The new chip-based optical microresonator allowed scientists to measure the physical properties of a speeding bullet. Photo by T. J. Kippenberg/EPFL
Feb. 26 (UPI) -- Scientists in Europe have demonstrated the fastest optical distance measurement on record. The researchers used their new and improved LIDAR technology to measure a speeding bullet.
"We managed to sample the surface structure of the projectile on-the-fly, achieving micrometer accuracy," Christian Koos, a professor at Karlsruhe Institute of Technology in Germany, said in a news release. "To this end, we recorded 100 million distance values per second, corresponding to the fastest distance measurement so far demonstrated."
The new LIDAR system's 3D cameras are comprised of chip-based optical microresonators. The resonators are made from silicon nitride and produce a soliton frequency comb.
Frequency combs produce a spectrum of sharp, equally spaced frequency lines. The lines work like a ruler. The technology is used in a variety of fields, but is most often employed as a sensor capable of measuring the spectral properties of tiny targets.
The generation of frequency combs is typically an energy-intensive process, and the technology often takes up a lot of space. But scientists at the Swiss Federal Institute of Technology in Lausanne, EPFL, have developed a chip-scale light source capable of producing frequency combs.
The technology converts laser light into optical light pulses called dissipative Kerr solitons.
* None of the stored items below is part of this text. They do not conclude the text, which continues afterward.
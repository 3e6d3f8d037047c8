//! End-to-end interception against the in-memory host.

use pretty_assertions::assert_eq;
use tapestry_loom::memory::{MemoryHost, MemoryItem};
use tapestry_loom::{DyeColor, InterfaceId, InterfaceKind, InventoryAction, Layer, LoomConfig, LoomPlugin, LoomSlot, PatternType};

const INPUT: usize = 0;
const DYE: usize = 1;
const OUTPUT: usize = 3;

fn base_layers(n: usize) -> Vec<Layer> {
	let colors = [DyeColor::Red, DyeColor::Orange, DyeColor::Yellow, DyeColor::Lime];
	(0..n).map(|i| Layer::new(colors[i % colors.len()], PatternType::Base)).collect()
}

struct Fixture {
	host: MemoryHost,
	plugin: LoomPlugin,
	loom: InterfaceId,
}

impl Fixture {
	fn new() -> Self {
		let mut host = MemoryHost::new();
		let loom = host.open_loom();
		Self {
			host,
			plugin: LoomPlugin::enable(LoomConfig::default()).unwrap(),
			loom,
		}
	}

	fn place(&mut self, raw_slot: usize, item: MemoryItem) {
		self.host.set_cursor(Some(item));
		self.click(raw_slot, InventoryAction::PlaceAll);
	}

	fn click(&mut self, raw_slot: usize, action: InventoryAction) {
		self.host.click(&mut self.plugin, self.loom, raw_slot, action).unwrap();
	}

	fn tick(&mut self) {
		self.host.tick(&mut self.plugin);
	}

	fn input(&self) -> &MemoryItem {
		self.host.item(self.loom, LoomSlot::Input).unwrap()
	}

	fn has_record(&self, item: &MemoryItem) -> bool {
		item.has_record(&self.plugin.config().record_key)
	}
}

#[test]
fn eight_layer_banner_gains_a_ninth() {
	let mut fx = Fixture::new();
	let original = base_layers(8);
	fx.place(INPUT, MemoryItem::banner(DyeColor::White, original.clone()));
	fx.place(DYE, MemoryItem::dye(DyeColor::Blue).with_amount(2));
	fx.tick();

	assert_eq!(fx.input().visible_layers(), &original[..5]);
	assert!(fx.has_record(fx.input()));

	fx.host.select(fx.loom, Some(PatternType::Cross)).unwrap();
	let output = fx.host.item(fx.loom, LoomSlot::Output).unwrap();
	assert_eq!(output.visible_layers().len(), 6);

	fx.click(OUTPUT, InventoryAction::PickupAll);
	let finished = fx.host.cursor().unwrap();
	let mut expected = original.clone();
	expected.push(Layer::new(DyeColor::Blue, PatternType::Cross));
	assert_eq!(finished.visible_layers(), expected.as_slice());
	assert_eq!(
		finished.lore_lines().unwrap(),
		["§7Yellow Base", "§7Lime Base", "§7Blue Saltire"]
	);
	assert!(!fx.has_record(finished));
	assert!(fx.host.item(fx.loom, LoomSlot::Input).is_none());
	assert_eq!(fx.host.item(fx.loom, LoomSlot::Dye).unwrap().amount(), 1);
}

#[test]
fn removed_input_keeps_appended_layer() {
	let mut fx = Fixture::new();
	fx.place(INPUT, MemoryItem::banner(DyeColor::White, base_layers(8)));
	fx.tick();
	fx.host
		.item_mut(fx.loom, LoomSlot::Input)
		.unwrap()
		.push_layer(Layer::new(DyeColor::Black, PatternType::Skull));

	fx.click(INPUT, InventoryAction::PickupAll);
	let banner = fx.host.cursor().unwrap();
	assert_eq!(banner.visible_layers().len(), 9);
	assert_eq!(banner.visible_layers()[8], Layer::new(DyeColor::Black, PatternType::Skull));
	assert_eq!(banner.lore_lines().unwrap().len(), 3);
	assert!(!fx.has_record(banner));
}

#[test]
fn small_banner_round_trips_untouched() {
	let mut fx = Fixture::new();
	let original = MemoryItem::banner(DyeColor::White, base_layers(3));
	fx.place(INPUT, original.clone());
	fx.tick();
	assert!(!fx.has_record(fx.input()));

	fx.click(INPUT, InventoryAction::PickupAll);
	assert_eq!(fx.host.cursor(), Some(&original));
}

#[test]
fn closing_restores_input() {
	let mut fx = Fixture::new();
	let original = MemoryItem::banner(DyeColor::White, base_layers(10));
	fx.place(INPUT, original.clone());
	fx.tick();
	assert_eq!(fx.input().visible_layers().len(), 5);

	fx.host.close(&mut fx.plugin, fx.loom).unwrap();
	let returned = &fx.host.inventory()[0];
	assert_eq!(returned.visible_layers(), original.visible_layers());
	assert_eq!(returned.lore_lines().unwrap().len(), 4);
	assert!(!fx.has_record(returned));
}

#[test]
fn check_after_close_is_ignored() {
	let mut fx = Fixture::new();
	fx.place(INPUT, MemoryItem::banner(DyeColor::White, base_layers(8)));
	fx.host.close(&mut fx.plugin, fx.loom).unwrap();
	assert_eq!(fx.plugin.controller().pending_checks(), 1);

	fx.tick();
	assert_eq!(fx.plugin.controller().pending_checks(), 0);
	assert_eq!(fx.host.inventory()[0].visible_layers().len(), 8);
}

#[test]
fn other_interfaces_are_not_touched() {
	let mut fx = Fixture::new();
	let anvil = fx.host.open(InterfaceKind::Anvil);
	let banner = MemoryItem::banner(DyeColor::White, base_layers(8));
	fx.host.set_item(anvil, LoomSlot::Input, Some(banner.clone())).unwrap();

	fx.host.click(&mut fx.plugin, anvil, INPUT, InventoryAction::SwapWithCursor).unwrap();
	fx.tick();
	assert_eq!(fx.plugin.controller().pending_checks(), 0);
	assert_eq!(fx.host.cursor(), Some(&banner));
}

#[test]
fn sixteen_layer_cap_holds_over_repeated_crafting() {
	let mut fx = Fixture::new();
	fx.place(INPUT, MemoryItem::banner(DyeColor::White, base_layers(14)));
	fx.place(DYE, MemoryItem::dye(DyeColor::Purple).with_amount(8));
	fx.host.select(fx.loom, Some(PatternType::Flower)).unwrap();

	for _ in 0..4 {
		fx.tick();
		fx.click(OUTPUT, InventoryAction::PickupAll);
		let crafted = fx.host.set_cursor(None).unwrap();
		fx.place(INPUT, crafted);
	}
	fx.click(INPUT, InventoryAction::PickupAll);

	let banner = fx.host.cursor().unwrap();
	assert_eq!(banner.visible_layers().len(), 16);
	assert_eq!(banner.lore_lines().unwrap().len(), 10);
	assert!(!fx.has_record(banner));
}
The succession of pulses produces a full broadband optical spectrum. The chip-scale conversion process is made possible by silicon nitride microresonsators.
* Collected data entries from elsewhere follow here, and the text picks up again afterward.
//! Event descriptors delivered by the host.
//!
//! Events are plain values. The host builds one per callback and hands it to a
//! [`LoomListener`](crate::host::LoomListener) before it applies the action
//! the event describes.

use serde::{Deserialize, Serialize};

/// Host-assigned identity of one open interface.
#[derive(Debug, Clone, Copy, PartialEq, Eq, Hash, PartialOrd, Ord, Serialize, Deserialize)]
pub struct InterfaceId(pub u64);

/// Kind of the top inventory of an open view.
#[derive(Debug, Clone, Copy, PartialEq, Eq, Hash, Serialize, Deserialize)]
#[serde(rename_all = "snake_case")]
pub enum InterfaceKind {
	Loom,
	Crafting,
	Anvil,
	Chest,
	Player,
	Other,
}

/// Slots of the loom's top inventory.
#[derive(Debug, Clone, Copy, PartialEq, Eq, Hash)]
pub enum LoomSlot {
	/// The banner being decorated.
	Input,
	/// Dye for the next layer.
	Dye,
	/// Optional banner pattern item.
	Pattern,
	/// Preview of the decorated banner.
	Output,
}

impl LoomSlot {
	/// All slots in raw order.
	pub const ALL: [Self; 4] = [Self::Input, Self::Dye, Self::Pattern, Self::Output];

	/// Returns the raw slot index in the loom view.
	pub const fn raw(self) -> usize {
		match self {
			Self::Input => 0,
			Self::Dye => 1,
			Self::Pattern => 2,
			Self::Output => 3,
		}
	}

	/// Maps a raw view slot to a loom slot. Indices past the loom belong to
	/// the player's inventory.
	pub const fn from_raw(raw: usize) -> Option<Self> {
		match raw {
			0 => Some(Self::Input),
			1 => Some(Self::Dye),
			2 => Some(Self::Pattern),
			3 => Some(Self::Output),
			_ => None,
		}
	}
}

/// What a click is about to do to the clicked slot.
#[derive(Debug, Clone, Copy, PartialEq, Eq, Hash, Serialize, Deserialize)]
#[serde(rename_all = "snake_case")]
pub enum InventoryAction {
	Nothing,
	PickupAll,
	PickupSome,
	PickupHalf,
	PickupOne,
	PlaceAll,
	PlaceSome,
	PlaceOne,
	SwapWithCursor,
	DropAllCursor,
	DropOneCursor,
	DropAllSlot,
	DropOneSlot,
	MoveToOtherInventory,
	HotbarMoveAndReadd,
	HotbarSwap,
	CloneStack,
	CollectToCursor,
	Unknown,
}

impl InventoryAction {
	/// Returns `true` if the action takes some or all of the clicked slot's
	/// item out of the slot.
	pub const fn is_slot_removal(self) -> bool {
		matches!(
			self,
			Self::PickupAll
				| Self::PickupHalf
				| Self::PickupOne
				| Self::PickupSome
				| Self::SwapWithCursor
				| Self::DropAllSlot
				| Self::DropOneSlot
				| Self::MoveToOtherInventory
		)
	}
}

/// A click changed, or is about to change, the contents of an open view.
#[derive(Debug, Clone, Copy, PartialEq, Eq)]
pub struct ContentChanged {
	/// The view's top interface.
	pub interface: InterfaceId,
	/// Kind of the top interface.
	pub top_kind: InterfaceKind,
	/// Raw slot index within the view.
	pub raw_slot: usize,
	/// What the click does.
	pub action: InventoryAction,
}

impl ContentChanged {
	/// The clicked loom slot, if the click landed inside the loom.
	pub const fn slot(&self) -> Option<LoomSlot> {
		LoomSlot::from_raw(self.raw_slot)
	}

	/// Returns `true` for taking the whole finished banner from the output.
	pub fn is_output_pickup(&self) -> bool {
		self.slot() == Some(LoomSlot::Output) && self.action == InventoryAction::PickupAll
	}

	/// Returns `true` for any action that takes the banner out of the input.
	pub fn is_input_removal(&self) -> bool {
		self.slot() == Some(LoomSlot::Input) && self.action.is_slot_removal()
	}
}

/// A view is closing; its slots still hold their items.
#[derive(Debug, Clone, Copy, PartialEq, Eq)]
pub struct InterfaceClosed {
	/// The view's top interface.
	pub interface: InterfaceId,
	/// Kind of the top interface.
	pub top_kind: InterfaceKind,
}

/// Any event the loom interception reacts to.
#[derive(Debug, Clone, Copy, PartialEq, Eq)]
pub enum LoomEvent {
	ContentChanged(ContentChanged),
	InterfaceClosed(InterfaceClosed),
}

impl LoomEvent {
	/// Returns the interface the event concerns.
	pub const fn interface(&self) -> InterfaceId {
		match self {
			Self::ContentChanged(e) => e.interface,
			Self::InterfaceClosed(e) => e.interface,
		}
	}

	/// Returns the kind of the event's top interface.
	pub const fn top_kind(&self) -> InterfaceKind {
		match self {
			Self::ContentChanged(e) => e.top_kind,
			Self::InterfaceClosed(e) => e.top_kind,
		}
	}
}

impl From<ContentChanged> for LoomEvent {
	fn from(event: ContentChanged) -> Self {
		Self::ContentChanged(event)
	}
}

impl From<InterfaceClosed> for LoomEvent {
	fn from(event: InterfaceClosed) -> Self {
		Self::InterfaceClosed(event)
	}
}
"We have developed low-loss optical resonators, in which extremely high optical intensities can be generated -- a prerequisite for soliton frequency combs," said EPFL professor Tobias Kippenberg. "These so-called Kerr frequency combs have rapidly found their way into new applications over the previous years."
Scientists have previously used chip-scale frequency comb technology to create smaller, more versatile chemical sensors, as well as high-speed communications systems. Now, researchers have translated the technology for optical distance measurements.
The light source -- detailed in the journal Science -- could be used to improve satellite technology or the navigational abilities of autonomous drones.